PRIEST
UK, 1994
Director: Antonia Bird
Stars: Linus Roache, Tom Wilkinson, Cathy Tyson, Robert Carlylse
Priest explores what I imagine must be the fascinatingly complicated world of gay Catholic priests in the most boring, lame way imaginable. In place of an exploration of the labyrinthine forces that simultaneously fuse and separate organised homosexuality & organised religion is a predigested group hug about intolerance and “homophobia”. Just to make sure viewers are left with no doubt that straight people are just as bad as gay people — what an intelligent, productive message — a sexually abused young girl, helpless and teary, is thrown into the centre of the action. A top cast - many of whom went on to make the excellent The Full Monty - is also wasted, and the earnest, self-important tone of the film cancels out any trace of much-needed humour, irony or surprise.

FOX AND HIS FRIENDS
Germany, 1975
Director: Rainer Werner Fassbinder
Stars: Rainer Werner Fassbinder, Peter Chatel, Adrian Hoven
This is an uncelebrated and relatively ancient wonder written, directed and performed by everyone’s favorite cokehead, Rainer Werner Fassbinder.

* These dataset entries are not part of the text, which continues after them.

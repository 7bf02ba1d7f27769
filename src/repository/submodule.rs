//! Submodule opening: a tree entry with the gitlink mode points at a commit
//! in a nested repository whose git directory lives under
//! `modules/<path>/` of the superproject's git directory.

use crate::{
    errors::GitError,
    fs,
    internal::object::tree::TreeItemMode,
    repository::{OpenOptions, Repository},
};

impl Repository {
    /// Open the nested repository behind the submodule at `path` (the
    /// repository-relative tree path of the gitlink entry, e.g.
    /// `libs/vendor`).
    ///
    /// Fails with `InvalidArgument` when the path does not name a gitlink
    /// entry in HEAD's tree, and with `NotFound` when the submodule has no
    /// registered git directory under `modules/`.
    pub async fn open_submodule(&self, path: &str) -> Result<Repository, GitError> {
        self.ensure_alive()?;
        let path = crate::utils::to_repo_slashes(path);
        if path.is_empty() {
            return Err(GitError::InvalidArgument("empty submodule path".into()));
        }

        // Walk HEAD's tree down to the entry the path names.
        let head = self
            .head()
            .await?
            .ok_or_else(|| GitError::RefNotFound("HEAD".into()))?;
        let commit = self.get_commit(head.target()).await?;
        let mut tree = self.get_tree(commit.tree_id).await?;

        let mut segments = path.split('/').peekable();
        let entry_mode = loop {
            let segment = segments.next().expect("path is non-empty");
            let item = tree.find(segment).ok_or_else(|| {
                GitError::InvalidArgument(format!("no tree entry at {path}"))
            })?;
            if segments.peek().is_none() {
                break item.mode;
            }
            if !item.mode.is_tree() {
                return Err(GitError::InvalidArgument(format!(
                    "{segment} in {path} is not a directory"
                )));
            }
            tree = self.get_tree(item.id).await?;
        };

        if entry_mode != TreeItemMode::Commit {
            return Err(GitError::InvalidArgument(format!(
                "{path} is not a submodule entry"
            )));
        }

        // The registered git directory keeps the tree path's segments.
        let mut module_dir = self.common_dir.join("modules");
        for segment in path.split('/') {
            module_dir.push(segment);
        }
        if !fs::exists(&module_dir.join("config")).await {
            return Err(GitError::SubmoduleNotFound(path));
        }

        let work_dir = self
            .work_dir
            .as_ref()
            .map(|work_dir| work_dir.join(path.split('/').collect::<std::path::PathBuf>()));

        Repository::from_dirs(
            module_dir,
            work_dir,
            OpenOptions {
                cancel: self.cancel.clone(),
                ..OpenOptions::default()
            },
        )
        .await
    }
}
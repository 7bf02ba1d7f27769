//! Loose object reading: `objects/<xx>/<38-hex>` files holding one
//! zlib-compressed object with a `"<type> <length>\0"` header.

use std::path::PathBuf;

use bstr::ByteSlice;

use crate::{
    errors::GitError,
    fs,
    hash::ObjectHash,
    internal::{object::types::ObjectType, zlib::inflate_all},
};

/// Reader over a repository's fan-out loose object directory.
#[derive(Debug)]
pub struct LooseReader {
    objects_dir: PathBuf,
}

/// A loose object split into its parts. The declared length is advisory;
/// the body is whatever the zlib stream actually contained.
#[derive(Debug)]
pub struct LooseObject {
    pub obj_type: ObjectType,
    pub declared_len: usize,
    pub data: Vec<u8>,
}

impl LooseReader {
    pub fn new(objects_dir: PathBuf) -> LooseReader {
        LooseReader { objects_dir }
    }

    fn path_for(&self, hash: &ObjectHash) -> PathBuf {
        let hex = hash.to_string();
        self.objects_dir.join(&hex[..2]).join(&hex[2..])
    }

    /// Read and inflate the loose object for `hash`, or `None` when no file
    /// exists at the fan-out path.
    pub async fn read(&self, hash: &ObjectHash) -> Result<Option<LooseObject>, GitError> {
        let path = self.path_for(hash);
        let Some(compressed) = fs::read_optional(&path).await? else {
            return Ok(None);
        };

        let inflated = inflate_all(&compressed, 4096)?;
        let header_end = inflated.find_byte(0).ok_or_else(|| {
            GitError::InvalidObjectHeader(format!("{hash}: no header terminator"))
        })?;
        let header = inflated[..header_end]
            .to_str()
            .map_err(|_| GitError::InvalidObjectHeader(format!("{hash}: non-ASCII header")))?;

        let (type_name, len_text) = header
            .split_once(' ')
            .ok_or_else(|| GitError::InvalidObjectHeader(header.to_string()))?;
        let obj_type = ObjectType::from_type_name(type_name)?;
        let declared_len: usize = len_text
            .parse()
            .map_err(|_| GitError::InvalidObjectHeader(header.to_string()))?;

        Ok(Some(LooseObject {
            obj_type,
            declared_len,
            data: inflated[header_end + 1..].to_vec(),
        }))
    }
}
//! Shared helpers: exact byte reads, path separator normalisation, and
//! `~/` expansion for user-configured paths.

use std::{
    io::{self, Read},
    path::PathBuf,
};

/// Read exactly `len` bytes from the stream.
pub fn read_bytes(file: &mut impl Read, len: usize) -> io::Result<Vec<u8>> {
    let mut buf = vec![0; len];
    file.read_exact(&mut buf)?;
    Ok(buf)
}

/// Read exactly `N` bytes from the stream into a fixed array.
#[inline]
pub fn read_exact_array<R: Read, const N: usize>(stream: &mut R) -> io::Result<[u8; N]> {
    let mut bytes = [0; N];
    stream.read_exact(&mut bytes)?;
    Ok(bytes)
}

/// Normalise a repository-relative path to forward slashes and strip any
/// trailing separator. Git stores paths with `/` regardless of platform.
pub fn to_repo_slashes(path: &str) -> String {
    let mut normalised = path.replace('\\', "/");
    while normalised.ends_with('/') {
        normalised.pop();
    }
    normalised
}

/// Expand a leading `~/` against the user's home directory.
///
/// Honours `HOME`, falling back to `HOMEDRIVE`+`HOMEPATH`; no other
/// environment variables are consulted. Paths without the prefix are
/// returned unchanged.
pub fn expand_home(path: &str) -> PathBuf {
    let Some(rest) = path.strip_prefix("~/").or_else(|| {
        (path == "~").then_some("")
    }) else {
        return PathBuf::from(path);
    };
    let home = std::env::var("HOME").ok().filter(|h| !h.is_empty()).or_else(|| {
        let drive = std::env::var("HOMEDRIVE").ok()?;
        let dir = std::env::var("HOMEPATH").ok()?;
        Some(format!("{drive}{dir}"))
    });
    match home {
        Some(home) => PathBuf::from(home).join(rest),
        None => PathBuf::from(path),
    }
}

#[cfg(test)]
mod tests {
    use super::{expand_home, read_bytes, read_exact_array, to_repo_slashes};

    /// Exact reads return the requested span and fail on short input.
    #[test]
    fn test_read_bytes() {
        let mut cursor = std::io::Cursor::new(vec![1u8, 2, 3]);
        assert_eq!(read_bytes(&mut cursor, 2).unwrap(), vec![1, 2]);
        assert!(read_bytes(&mut cursor, 5).is_err());

        let mut cursor = std::io::Cursor::new(vec![9u8, 8]);
        let arr: [u8; 2] = read_exact_array(&mut cursor).unwrap();
        assert_eq!(arr, [9, 8]);
    }

    /// Backslashes become slashes; trailing separators are stripped.
    #[test]
    fn test_to_repo_slashes() {
        assert_eq!(to_repo_slashes("a\\b\\c"), "a/b/c");
        assert_eq!(to_repo_slashes("dir/"), "dir");
        assert_eq!(to_repo_slashes("dir//"), "dir");
        assert_eq!(to_repo_slashes("plain"), "plain");
    }

    /// `~/` expands against HOME; other paths pass through untouched.
    #[test]
    fn test_expand_home() {
        // SAFETY: test-local env mutation, no concurrent readers of HOME here.
        unsafe { std::env::set_var("HOME", "/home/alice") };
        assert_eq!(
            expand_home("~/repos/x"),
            std::path::PathBuf::from("/home/alice/repos/x")
        );
        assert_eq!(expand_home("/abs/path"), std::path::PathBuf::from("/abs/path"));
    }
}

Fassbinder plays Franz Biberkopf, a chunky dimwit who works in a corrupt travelling circus playing sideshow attraction Fox the Talking Head, an act we unfortunately never get to see. Fox’s blue-collar sexuality wins him easy sex with revolting bourgeois poofs who are after a bit of rough, but when Fox wins five hundred thousand marks in the lottery, he suddenly finds that his gang of aspirational fuck buddies want to see a whole lot more of him.
Blind to their motives, poor Fox thinks he’s found the life of his dreams, and goes along with his new friends’ every deception, lending massive sums of money left right and centre to prop up their failing businesses, or purchase truckloads of hilariously ugly seventies German clothes and furnishings. Every last Mark of Fox’s lucky win is siphoned off by his most regular lover Eugen (Peter Chatel), who’s pulled every legal string in the book and gets to keep the lot when Fox’s well runs dry. Tense and confused, Fox visits the doctor and gets given a prescription for Valium 5mg, which comes in handy later when Fox hits rock bottom.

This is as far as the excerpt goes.